Dérigny ne se le fit pas dire deux fois ; il n’avait pas encore vu ses enfants ; il ignorait qu’ils dormaient encore. Il alla lestement faire au curé la commission du général et courut à l’Ange-Gardien ; il y trouva madame Blidot seule. Il éprouva un instant d’embarras.

« Je suis seule éveillée, dit-elle en souriant. Ils sont tous éreintés, et ils dorment tous.

DÉRIGNY.

Je venais voir mes enfants, ma bonne madame Blidot.

MADAME BLIDOT.

Monsieur Dérigny, je suis bien aise que nous soyons seuls : j’ai à causer avec vous au sujet des enfants.

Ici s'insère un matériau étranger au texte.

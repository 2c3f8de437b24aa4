use crate::device::TextureId;

use super::{AttachmentSlot, PassRenderer, RenderTargetDescription};

const SLOT_COUNT: usize = AttachmentSlot::COLOR_COUNT + 1;

pub(crate) type PassExec<'a> = Box<dyn FnOnce(&mut PassRenderer<'_>) + 'a>;

/// Frame-scoped reference to a logical render target.
///
/// Only valid with the [`GraphBuilder`] that created it.
#[derive(Debug, Copy, Clone, PartialEq, Eq, Hash)]
pub struct RenderTargetHandle {
    pub(crate) build: u32,
    pub(crate) index: u32,
}

#[derive(Debug)]
pub(crate) struct TargetDecl {
    pub desc: RenderTargetDescription,
    pub label: String,
}

pub(crate) struct PassDecl<'a> {
    pub label: String,
    pub attachments: [Option<RenderTargetHandle>; SLOT_COUNT],
    pub exec: Option<PassExec<'a>>,
}

/// Declarative description of one frame: targets, passes and external resolves.
///
/// Nothing touches the device until the builder is handed to
/// [`RenderGraph::execute`](super::RenderGraph::execute).
pub struct GraphBuilder<'a> {
    build: u32,
    pub(crate) targets: Vec<TargetDecl>,
    pub(crate) passes: Vec<PassDecl<'a>>,
    pub(crate) resolves: Vec<(RenderTargetHandle, TextureId)>,
}

impl<'a> GraphBuilder<'a> {
    pub(crate) fn new(build: u32) -> Self {
        Self {
            build,
            targets: Vec::new(),
            passes: Vec::new(),
            resolves: Vec::new(),
        }
    }

    pub fn create_render_target(&mut self, desc: &RenderTargetDescription, label: &str) -> RenderTargetHandle {
        assert!(
            desc.width > 0 && desc.height > 0,
            "render target '{label}' has zero size ({}x{})",
            desc.width,
            desc.height
        );
        assert!(desc.sample_count > 0, "render target '{label}' has zero samples");

        let handle = RenderTargetHandle {
            build: self.build,
            index: self.targets.len() as u32,
        };
        self.targets.push(TargetDecl {
            desc: *desc,
            label: label.to_string(),
        });
        handle
    }

    pub fn render_target_description(&self, handle: RenderTargetHandle) -> &RenderTargetDescription {
        &target_decl(&self.targets, self.build, handle).desc
    }

    /// Declares a pass. `configure` runs immediately; the callback it registers
    /// with [`PassBuilder::exec`] runs during execute.
    pub fn push_pass(&mut self, configure: impl FnOnce(&mut PassBuilder<'_, 'a>)) {
        let mut pass = PassBuilder {
            targets: &self.targets,
            build: self.build,
            decl: PassDecl {
                label: String::new(),
                attachments: [None; SLOT_COUNT],
                exec: None,
            },
        };
        configure(&mut pass);
        let decl = pass.decl;
        self.passes.push(decl);
    }

    /// Copies `handle` into `texture` after the last pass that renders to it.
    ///
    /// # Panics
    /// Panics if `handle` already has a resolve this frame.
    pub fn resolve_render_target_to_external_texture(&mut self, handle: RenderTargetHandle, texture: TextureId) {
        let label = &target_decl(&self.targets, self.build, handle).label;
        assert!(
            !self.resolves.iter().any(|(h, _)| *h == handle),
            "render target '{label}' is already resolved this frame"
        );
        self.resolves.push((handle, texture));
    }

    #[inline]
    pub fn pass_count(&self) -> usize {
        self.passes.len()
    }
}

/// Configures one pass inside [`GraphBuilder::push_pass`].
pub struct PassBuilder<'g, 'a> {
    targets: &'g [TargetDecl],
    build: u32,
    decl: PassDecl<'a>,
}

impl<'a> PassBuilder<'_, 'a> {
    pub fn set_debug_name(&mut self, name: &str) {
        self.decl.label.clear();
        self.decl.label.push_str(name);
    }

    /// # Panics
    /// Panics if the handle belongs to another builder, the slot is taken, the
    /// format does not suit the slot, or the sample count differs from targets
    /// already attached.
    pub fn attach_render_target(&mut self, slot: AttachmentSlot, handle: RenderTargetHandle) {
        let target = target_decl(self.targets, self.build, handle);
        let label = &target.label;
        let pass = &self.decl.label;

        assert!(
            self.decl.attachments[slot.index()].is_none(),
            "pass '{pass}': slot {slot:?} is already attached"
        );
        assert!(
            !self.decl.attachments.contains(&Some(handle)),
            "pass '{pass}': render target '{label}' is attached twice"
        );

        let is_depth = target.desc.pixel_format.is_depth();
        match slot {
            AttachmentSlot::DepthStencil => assert!(
                is_depth,
                "pass '{pass}': render target '{label}' has a color format but is attached to {slot:?}"
            ),
            _ => assert!(
                !is_depth,
                "pass '{pass}': render target '{label}' has a depth format but is attached to {slot:?}"
            ),
        }

        let samples = target.desc.sample_count;
        for other in self.decl.attachments.iter().flatten() {
            let other = &self.targets[other.index as usize];
            assert!(
                other.desc.sample_count == samples,
                "pass '{pass}': render target '{label}' has {samples} samples but '{}' has {}",
                other.label,
                other.desc.sample_count
            );
        }

        self.decl.attachments[slot.index()] = Some(handle);
    }

    /// Registers the body of the pass. It runs once, during execute.
    ///
    /// # Panics
    /// Panics if a callback was already registered.
    pub fn exec(&mut self, callback: impl FnOnce(&mut PassRenderer<'_>) + 'a) {
        assert!(
            self.decl.exec.is_none(),
            "pass '{}' already has an exec callback",
            self.decl.label
        );
        self.decl.exec = Some(Box::new(callback));
    }
}

pub(crate) fn target_decl(targets: &[TargetDecl], build: u32, handle: RenderTargetHandle) -> &TargetDecl {
    match targets.get(handle.index as usize) {
        Some(target) if handle.build == build => target,
        _ => panic!("render target handle {handle:?} was not declared by this graph builder"),
    }
}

Mon cher monsieur Dérigny, vous savez combien je les aime ; les perdre serait ma mort. Voulez-vous me les laisser ? »

Dérigny hésita avant de répondre. Madame Blidot restait tremblante devant lui ; elle le regardait avec anxiété ; elle attendait sa réponse.

« Jamais je n’aurai le courage de les reperdre une seconde fois, dit Dérigny à voix basse.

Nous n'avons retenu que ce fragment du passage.